If you’re craving something cozy, nourishing, and simply delicious, I’ve got you covered with this **Wild Rice Mushroom Soup Recipe**. It’s one of those soups I came back to again and again, especially when the weather turns chilly or when I want a comforting supper that’s full of flavor but not fuss. You’ll find that the combination of earthy mushrooms, nutty wild rice, and a creamy broth is an absolute game changer—you won’t even miss the heaviness of a cream-heavy chowder. Stick with me here, and I’ll share everything you need to make this soup a family favorite!
Why You’ll Love This Recipe
- Rich, Comforting Flavor: The mushrooms add a meaty texture and deep umami that complements the nuttiness of wild rice beautifully.
- Make-Ahead Friendly: This soup tastes even better the next day, making it perfect for leftovers or meal prep.
- Flexible Ingredients: You can easily swap heavy cream for cashew cream to suit your diet without losing any creaminess.
- Simple Techniques: Even if you’re new to wild rice, I’ll walk you through to get it tender and flavorful every time.
Ingredients You’ll Need
The magic here comes from layering simple, wholesome ingredients that bring out the best in each other. When you shop, look for fresh cremini mushrooms and a quality wild rice blend—these make all the difference in flavor and texture.
- Olive Oil: Adds a fruity richness while sautéing, and pairs well with butter for depth.
- Unsalted Butter: Helps mellow and enrich the base flavor without overpowering the vegetables.
- Yellow Onion: The foundation for aromatic sweetness in your soup.
- Carrots: Provide a subtle natural sweetness and color contrast.
- Celery: Adds that classic mild bitterness and crunch to balance the soup.
- Baby Bella Mushrooms: These deep-flavored mushrooms give the soup an earthy, hearty body.
- Garlic: For layers of warmth and savoriness that make everything pop.

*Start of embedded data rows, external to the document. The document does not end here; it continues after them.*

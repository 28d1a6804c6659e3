use crate::error::FetchError;
use crate::record::Incident;
use serde_json::Value;

/// Turn a raw `/api/crimes` response into records or a [`FetchError`].
///
/// Precedence, first match wins:
/// 1. body is a JSON object with a truthy `"error"` field -> `Application`,
///    whatever the status and whatever else the body holds
/// 2. status is not 2xx -> `Status`
/// 3. body is not a JSON object with a `data` array -> `Decode`
///
/// Records inside `data` that do not decode (missing `OBJECTID`, wrong
/// types) are skipped with a warning; the others keep their order.
pub fn decode_response(status: u16, body: &[u8]) -> Result<Vec<Incident>, FetchError> {
    let parsed = serde_json::from_slice::<Value>(body);

    if let Ok(Value::Object(fields)) = &parsed {
        if let Some(message) = fields.get("error").and_then(error_message) {
            return Err(FetchError::Application { message });
        }
    }

    if !(200..300).contains(&status) {
        return Err(FetchError::Status { status });
    }

    let raw = match parsed.map_err(|e| FetchError::Decode(e.to_string()))? {
        Value::Object(mut fields) => match fields.remove("data") {
            Some(Value::Array(items)) => items,
            _ => return Err(FetchError::Decode("response has no \"data\" array".into())),
        },
        _ => return Err(FetchError::Decode("response is not a JSON object".into())),
    };

    let total = raw.len();
    let records: Vec<Incident> = raw
        .into_iter()
        .enumerate()
        .filter_map(|(index, value)| match serde_json::from_value::<Incident>(value) {
            Ok(incident) => Some(incident),
            Err(err) => {
                tracing::warn!(index, error = %err, "skipping malformed incident record");
                None
            }
        })
        .collect();

    tracing::debug!(total, kept = records.len(), "decoded incidents payload");
    Ok(records)
}

/// `null`, `false` and `""` do not count as an error.
fn error_message(value: &Value) -> Option<String> {
    match value {
        Value::Null | Value::Bool(false) => None,
        Value::String(s) if s.is_empty() => None,
        Value::String(s) => Some(s.clone()),
        other => Some(other.to_string()),
    }
}

#[cfg(test)]
mod tests {
    use super::*;
    use crate::record::OccurredAt;

    const SCENARIO_A: &str = r#"{"data":[{"OBJECTID":1,"Incident_Type":"Theft","Occurred_Datetime":"2024-01-01T10:00:00Z","Block_Address":"Block of Shattuck Ave","Case_Number":"24-0001"}]}"#;

    #[test]
    fn single_record() {
        let records = decode_response(200, SCENARIO_A.as_bytes()).unwrap();
        assert_eq!(records.len(), 1);
        let r = &records[0];
        assert_eq!(r.id, 1);
        assert_eq!(r.incident_type, "Theft");
        assert_eq!(r.occurred, OccurredAt::Text("2024-01-01T10:00:00Z".into()));
        assert_eq!(r.block_address, "Block of Shattuck Ave");
        assert_eq!(r.case_number, "24-0001");
        assert_eq!(r.description, None);
    }

    #[test]
    fn empty_data() {
        assert!(decode_response(200, br#"{"data":[]}"#).unwrap().is_empty());
    }

    #[test]
    fn order_is_preserved() {
        let body = br#"{"data":[{"OBJECTID":30},{"OBJECTID":10},{"OBJECTID":20}]}"#;
        let ids: Vec<u64> = decode_response(200, body)
            .unwrap()
            .iter()
            .map(|r| r.id)
            .collect();
        assert_eq!(ids, vec![30, 10, 20]);
    }

    #[test]
    fn error_field_wins_over_status() {
        let err = decode_response(500, br#"{"error":"db down"}"#).unwrap_err();
        assert_eq!(
            err,
            FetchError::Application {
                message: "db down".into()
            }
        );
        assert!(err.to_string().contains("db down"));
    }

    #[test]
    fn error_field_with_success_status_is_still_error() {
        let err = decode_response(200, br#"{"error":"quota","data":[]}"#).unwrap_err();
        assert!(matches!(err, FetchError::Application { .. }));
    }

    #[test]
    fn non_string_error_is_rendered_as_json() {
        let err = decode_response(200, br#"{"error":{"code":7}}"#).unwrap_err();
        assert_eq!(
            err,
            FetchError::Application {
                message: r#"{"code":7}"#.into()
            }
        );
    }

    #[test]
    fn error_field_wins_even_when_data_is_malformed() {
        let err = decode_response(500, br#"{"error":"db down","data":5}"#).unwrap_err();
        assert_eq!(
            err,
            FetchError::Application {
                message: "db down".into()
            }
        );

        let err = decode_response(200, br#"{"error":"quota","data":"nope"}"#).unwrap_err();
        assert!(matches!(err, FetchError::Application { .. }));
    }

    #[test]
    fn data_of_wrong_type_is_decode_error() {
        let err = decode_response(200, br#"{"data":5}"#).unwrap_err();
        assert!(matches!(err, FetchError::Decode(_)));
        let err = decode_response(200, br#"{"data":null}"#).unwrap_err();
        assert!(matches!(err, FetchError::Decode(_)));
    }

    #[test]
    fn odd_field_types_do_not_drop_records() {
        let body = br#"{"data":[
            {"OBJECTID":1,"Occurred_Datetime":1704103200000.0},
            {"OBJECTID":2,"Occurred_Datetime":true},
            {"OBJECTID":3,"Incident_Type":5}
        ]}"#;
        let records = decode_response(200, body).unwrap();
        let ids: Vec<u64> = records.iter().map(|r| r.id).collect();
        assert_eq!(ids, vec![1, 2, 3]);
        assert_eq!(records[0].occurred, OccurredAt::EpochMillis(1_704_103_200_000));
        assert_eq!(records[1].occurred, OccurredAt::Other("true".into()));
        assert_eq!(records[2].incident_type, "5");
    }

    #[test]
    fn null_error_is_ignored() {
        let records = decode_response(200, br#"{"error":null,"data":[{"OBJECTID":1}]}"#).unwrap();
        assert_eq!(records.len(), 1);
    }

    #[test]
    fn bad_status_without_error_field() {
        assert_eq!(
            decode_response(503, b"Service Unavailable").unwrap_err(),
            FetchError::Status { status: 503 }
        );
        assert_eq!(
            decode_response(404, br#"{"data":[]}"#).unwrap_err(),
            FetchError::Status { status: 404 }
        );
    }

    #[test]
    fn malformed_json() {
        let err = decode_response(200, b"{\"data\": [").unwrap_err();
        assert!(matches!(err, FetchError::Decode(_)));
    }

    #[test]
    fn missing_data_array() {
        let err = decode_response(200, br#"{"items":[]}"#).unwrap_err();
        assert!(matches!(err, FetchError::Decode(_)));
    }

    #[test]
    fn top_level_array_is_not_an_envelope() {
        let err = decode_response(200, br#"[{"OBJECTID":1}]"#).unwrap_err();
        assert!(matches!(err, FetchError::Decode(_)));
    }

    #[test]
    fn bad_records_are_skipped() {
        let body = br#"{"data":[{"OBJECTID":1},{"Incident_Type":"no id"},"junk",{"OBJECTID":3}]}"#;
        let ids: Vec<u64> = decode_response(200, body)
            .unwrap()
            .iter()
            .map(|r| r.id)
            .collect();
        assert_eq!(ids, vec![1, 3]);
    }
}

- Wild Rice Blend: The star grain—it’s chewy, nutty, and holds the broth beautifully.
- Poultry Seasoning (or Herbs de Provence): Brings subtle herbal notes that elevate the soup’s flavor profile.
- Kosher Salt & Black Pepper: Essential for seasoning at every stage.
- Vegetable Broth: Use low sodium so you can control the saltiness.
- Heavy Cream (or Cashew Cream): Adds creamy luxury without heaviness, especially delicious when gently folded in with Parmesan.
- Parmesan Cheese: Sharp and nutty, it melts into the soup for that perfect umami finish.
Variations
I love how adaptable this Wild Rice Mushroom Soup Recipe is. Whether you’re vegan, gluten-free, or just want to switch up the veggies, there’s always an easy tweak to keep it fresh and exciting.
- Vegan Version: Swap heavy cream with homemade cashew cream and skip the Parmesan—or use a plant-based alternative. I tried this for a group dinner and nobody missed the dairy!
- Seasonal Veggie Boost: In early fall, I toss in diced butternut squash or sweet potatoes for extra sweetness and color.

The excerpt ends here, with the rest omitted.